In choosing design options it's important to know each room's purpose for you and your family. How do you want the room to feel? What activities will occur there? What qualities and consciousness do you want to anchor, enhance and experience there-calmness, patience, comfort, vitality, prosperity, sacredness? Whatever qualities you choose, you can create an environment that reflects and serves them.

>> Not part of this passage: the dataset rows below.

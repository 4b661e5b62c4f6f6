use super::{ActorId, BudgetId, CurrencyCode, LedgerEntryId, LedgerFailure, ProviderId};
use rust_decimal::Decimal;
use serde::{Deserialize, Serialize};
use time::Date;

/// How a payment moved.
#[derive(Debug, Clone, Copy, PartialEq, Eq, Serialize, Deserialize)]
#[serde(rename_all = "lowercase")]
pub enum PaymentMethod {
    /// Physical cash.
    Cash,
    /// Bank transfer.
    Transfer,
    /// Credit or debit card.
    Card,
    /// Paper check.
    Check,
    /// Anything else; the memo should say what.
    Other,
}

impl PaymentMethod {
    /// Stable string form used for storage and display.
    pub fn as_str(self) -> &'static str {
        match self {
            PaymentMethod::Cash => "cash",
            PaymentMethod::Transfer => "transfer",
            PaymentMethod::Card => "card",
            PaymentMethod::Check => "check",
            PaymentMethod::Other => "other",
        }
    }
}

impl std::fmt::Display for PaymentMethod {
    fn fmt(&self, f: &mut std::fmt::Formatter<'_>) -> std::fmt::Result {
        f.write_str(self.as_str())
    }
}

impl std::str::FromStr for PaymentMethod {
    type Err = LedgerFailure;

    fn from_str(s: &str) -> Result<Self, Self::Err> {
        match s {
            "cash" => Ok(PaymentMethod::Cash),
            "transfer" => Ok(PaymentMethod::Transfer),
            "card" => Ok(PaymentMethod::Card),
            "check" => Ok(PaymentMethod::Check),
            "other" => Ok(PaymentMethod::Other),
            other => Err(LedgerFailure::invalid(format!(
                "unknown payment method {other:?}"
            ))),
        }
    }
}

/// A payment made to a provider against a budget. Append-only.
#[derive(Debug, Clone, PartialEq, Eq, Serialize, Deserialize)]
pub struct ProviderPayment {
    /// Entry identifier.
    pub id: LedgerEntryId,
    /// The budget the payment settles against.
    pub budget: BudgetId,
    /// The provider that was paid.
    pub provider: ProviderId,
    /// Amount paid, in `currency`.
    pub amount: Decimal,
    /// Currency of the payment.
    pub currency: CurrencyCode,
    /// Civil date of the payment.
    pub paid_on: Date,
    /// How the payment moved.
    pub method: PaymentMethod,
    /// Free-form note.
    pub memo: Option<String>,
}

/// An internal disbursement of agency profit to an administrative actor,
/// bounded by profit realized and not yet drawn. Append-only.
#[derive(Debug, Clone, PartialEq, Eq, Serialize, Deserialize)]
pub struct AdminDraw {
    /// Entry identifier.
    pub id: LedgerEntryId,
    /// The budget whose profit is being drawn.
    pub budget: BudgetId,
    /// The administrative actor receiving the draw.
    pub admin: ActorId,
    /// Amount drawn, in `currency`.
    pub amount: Decimal,
    /// Currency of the draw.
    pub currency: CurrencyCode,
    /// Civil date of the draw.
    pub paid_on: Date,
    /// How the disbursement moved.
    pub method: PaymentMethod,
    /// Free-form note.
    pub memo: Option<String>,
}

/// Money collected from the client against a budget, tracked separately
/// from invoicing because a client may pay before or without a formal
/// invoice. Append-only.
#[derive(Debug, Clone, PartialEq, Eq, Serialize, Deserialize)]
pub struct ClientCollection {
    /// Entry identifier.
    pub id: LedgerEntryId,
    /// The budget the collection applies to.
    pub budget: BudgetId,
    /// Amount collected, in `currency`.
    pub amount: Decimal,
    /// Currency of the collection.
    pub currency: CurrencyCode,
    /// Civil date of the collection.
    pub paid_on: Date,
    /// How the payment arrived.
    pub method: PaymentMethod,
    /// Free-form note.
    pub memo: Option<String>,
}

/// Input for recording an admin draw. Every mutable attribute is
/// enumerated here and validated once; there is no partial-object merge.
#[derive(Debug, Clone, PartialEq, Eq, Serialize, Deserialize)]
pub struct NewDraw {
    /// The budget whose profit is being drawn.
    pub budget: BudgetId,
    /// The administrative actor receiving the draw; must hold the admin
    /// capability.
    pub admin: ActorId,
    /// Amount to draw; must be positive and within the available profit.
    pub amount: Decimal,
    /// Currency; defaults to the budget's own currency when absent.
    pub currency: Option<CurrencyCode>,
    /// Civil date of the draw.
    pub paid_on: Date,
    /// How the disbursement moved.
    pub method: PaymentMethod,
    /// Free-form note.
    pub memo: Option<String>,
}

/// Input for recording a client collection.
#[derive(Debug, Clone, PartialEq, Eq, Serialize, Deserialize)]
pub struct NewCollection {
    /// The budget the collection applies to.
    pub budget: BudgetId,
    /// Amount collected; must be positive.
    pub amount: Decimal,
    /// Currency; defaults to the budget's own currency when absent.
    pub currency: Option<CurrencyCode>,
    /// Civil date of the collection.
    pub paid_on: Date,
    /// How the payment arrived.
    pub method: PaymentMethod,
    /// Free-form note.
    pub memo: Option<String>,
}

Now the task is to creatively discover how that would look to you. Be sure to examine and choose every item with your eye and your gut. Every item should be a meaningful anchor for something a memory, mood or feeling. If it has no meaning for you, if it doesn't palpably stir, please or nourish you, it probably doesn't belong in your home.

buddhist home altar

 Think of each object in your home as a musical note or chord, the empty spaces as the silences between the notes, and the creative combination of all of the objects and spaces in your home as a melody or symphony. Your challenge is to discover, perhaps note by note and space by space, the melody of your home design. To do that, you need to tune into and feel each item, each piece of art and furniture, and the space itself. Then, make sure each note resonates in your gut. That's how you know it's the right note.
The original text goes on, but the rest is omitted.